Allarme in una frazione: tensione e petizione contro l’impianto
La proposta di realizzare un crematorio in località Bolignano, nell’area dove fino al 2005 sorgeva l’inceneritore, ha acceso nei giorni scorsi una protesta nella frazione di Candia. Sul banco dell’edicola-tabaccheria del paese è apparso un foglio che raccoglie le firme contro il progetto e, nel giro di poche ore, le adesioni hanno superato quota 100, secondo quanto riferito dagli abitanti.
Nel borgo si è inoltre costituito un gruppo di cittadini che si è dato il nome di «Respiro Comune» e che ha già partecipato all’ultima seduta del consiglio comunale portando uno striscione. La mobilitazione coinvolge esercenti e residenti e mette al centro dubbi e timori sulla qualità dell’aria, l’impatto sull’agricoltura locale e la vivibilità dei borghi limitrofi.
Opinioni dal territorio: chiari segnali di opposizione
Donatella, titolare dell’edicola dove si raccolgono le firme, spiega come l’opposizione sia diffusa:
«Qui il crematorio non ce lo vogliamo»e aggiunge che l’iniziativa è cresciuta rapidamente con il supporto di altre attività locali come la parrucchiera della Baraccola, il bar e la pizzeria.
Sabine, residente da tre anni nella zona di Sappanico, ha detto di seguire la vicenda con attenzione:
«Per noi l’impianto a Bolignano è pericoloso… Se arriva il crematorio, dove andiamo a vivere?»I timori espressi riguardano la possibile contaminazione e il peggioramento della qualità dell’aria, elementi ritenuti incompatibili con la scelta di vivere in un’area campestre e verdeggiante.
Francesco, originario di Candia ma residente in città, denuncia un senso di marginalizzazione: «Candia rischia sempre di essere l’immondezzaio di Ancona», ricorda le carenze infrastrutturali e teme che la collocazione dell’impianto penalizzi le attività agricole e vitivinicole che si stanno affermando nel territorio.

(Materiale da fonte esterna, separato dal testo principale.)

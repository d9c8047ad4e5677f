//! Instruction-level data dependencies.
//!
//! For every instruction of a function body, computes the set of
//! instructions its *value* depends on. The resulting [`DependencyMap`]
//! feeds SCC grouping and path enumeration.
//!
//! An argument reference is a source (no dependencies); a `BlockRef` stands
//! for its block's last *real* instruction; an `If` merges the last
//! instructions of both branch blocks. Instruction kinds that survive
//! lowering but carry no data-flow meaning for inference
//! (`DynamicFunctionCall`) are a fatal error.

use smallvec::{smallvec, SmallVec};

use sable_ir::{Body, Function, Instr, InstrId, InstrKind};

use crate::dependency::DependencyMap;
use crate::error::{InferError, InferResult};

/// Build the full data-dependency map for one function body.
pub fn data_flow_dependencies(func: &Function) -> InferResult<DependencyMap> {
    let mut deps = DependencyMap::default();
    for instr in func.body.instructions() {
        deps.insert(instr.id, instruction_dependencies(instr, &func.body)?);
    }
    Ok(deps)
}

fn instruction_dependencies(instr: &Instr, body: &Body) -> InferResult<SmallVec<[InstrId; 2]>> {
    let deps = match &instr.kind {
        InstrKind::ValueRef { arg: true, .. } => smallvec![],
        InstrKind::ValueRef {
            arg: false,
            bind_id,
            ..
        } => {
            let bind = (*bind_id).ok_or(InferError::MissingBindId { id: instr.id })?;
            smallvec![bind]
        }
        InstrKind::Bind { rhs, .. } => smallvec![*rhs],
        InstrKind::BlockRef { block } => {
            let referenced = body
                .block(*block)
                .ok_or(InferError::UnknownBlock { id: *block })?;
            let last = referenced
                .last_real()
                .ok_or(InferError::EmptyBlock { id: *block })?;
            smallvec![last.id]
        }
        InstrKind::NamedFunctionCall { args, .. } => args.iter().copied().collect(),
        InstrKind::MemberAccess { receiver, .. } => smallvec![*receiver],
        InstrKind::If {
            true_block,
            false_block,
            ..
        } => {
            let true_last = block_last(body, *true_block)?;
            let false_last = block_last(body, *false_block)?;
            smallvec![true_last, false_last]
        }
        InstrKind::Converter { arg } => smallvec![*arg],
        InstrKind::BoolLiteral { .. }
        | InstrKind::IntLiteral { .. }
        | InstrKind::StringLiteral { .. }
        | InstrKind::Nop
        | InstrKind::DropVar { .. } => smallvec![],
        InstrKind::DynamicFunctionCall { .. } => {
            return Err(InferError::UnsupportedInstruction {
                id: instr.id,
                kind: instr.kind.kind_name(),
            });
        }
    };
    Ok(deps)
}

/// The very last instruction of a block — drops included, unlike
/// [`Block::last_real`](sable_ir::Block::last_real). Branch values merge at
/// whatever the branch block ends with.
fn block_last(body: &Body, id: sable_ir::BlockId) -> InferResult<InstrId> {
    let block = body.block(id).ok_or(InferError::UnknownBlock { id })?;
    let last = block.last().ok_or(InferError::EmptyBlock { id })?;
    Ok(last.id)
}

Impatti locali e richieste della comunità
La protesta solleva questioni concrete per gli abitanti: incertezza sulla reale incidenza ambientale dell’impianto, timori per la salute pubblica e la tutela delle produzioni locali. Alcuni residenti ricordano la storia dell’area, segnata dalla presenza dell’inceneritore negli anni Settanta, e chiedono che le scelte sul territorio siano condivise e comunicate con maggiore trasparenza.
- Comitato nato: Respiro Comune
- Firme raccolte in poche ore: oltre 100
- Località interessata: Bolignano (zona ex inceneritore)
Prossime mosse e appuntamenti
I promotori della petizione e il comitato invitano la popolazione a partecipare a un incontro pubblico previsto per martedì (data e luogo da confermare ufficialmente dal Comune). I cittadini intendono presentare osservazioni formali e chiedono che l’amministrazione chiarisca la valutazione di impatto ambientale e le alternative territoriali — ad esempio il confronto sul perché non sia stata scelta un’area come Tavernelle, citata dai residenti come possibile sede alternativa.
Al Villaggio Verde alcuni abitanti, come Rossana e Franco, seguono la vicenda con apprensione e si sono attivati per sostenere la raccolta firme. Nel frattempo, la discussione politica e amministrativa sul progetto è destinata a intensificarsi, con l’attesa di documenti tecnici e di risposte pubbliche che possano rassicurare o confermare i timori espressi dalla comunità.
| Elemento | Dato |
|---|---|
| Comitato | Respiro Comune |
| Firme raccolte | Oltre 100 |
| Località proposta | Bolignano (ex inceneritore) |
La vicenda resta aperta: i residenti chiedono chiarezza e partecipazione sulle decisioni che riguardano la gestione del territorio e la salute pubblica, mentre l’amministrazione comunale dovrà rispondere ai timori espressi dalla comunità e indicare i passaggi successivi del procedimento autorizzativo.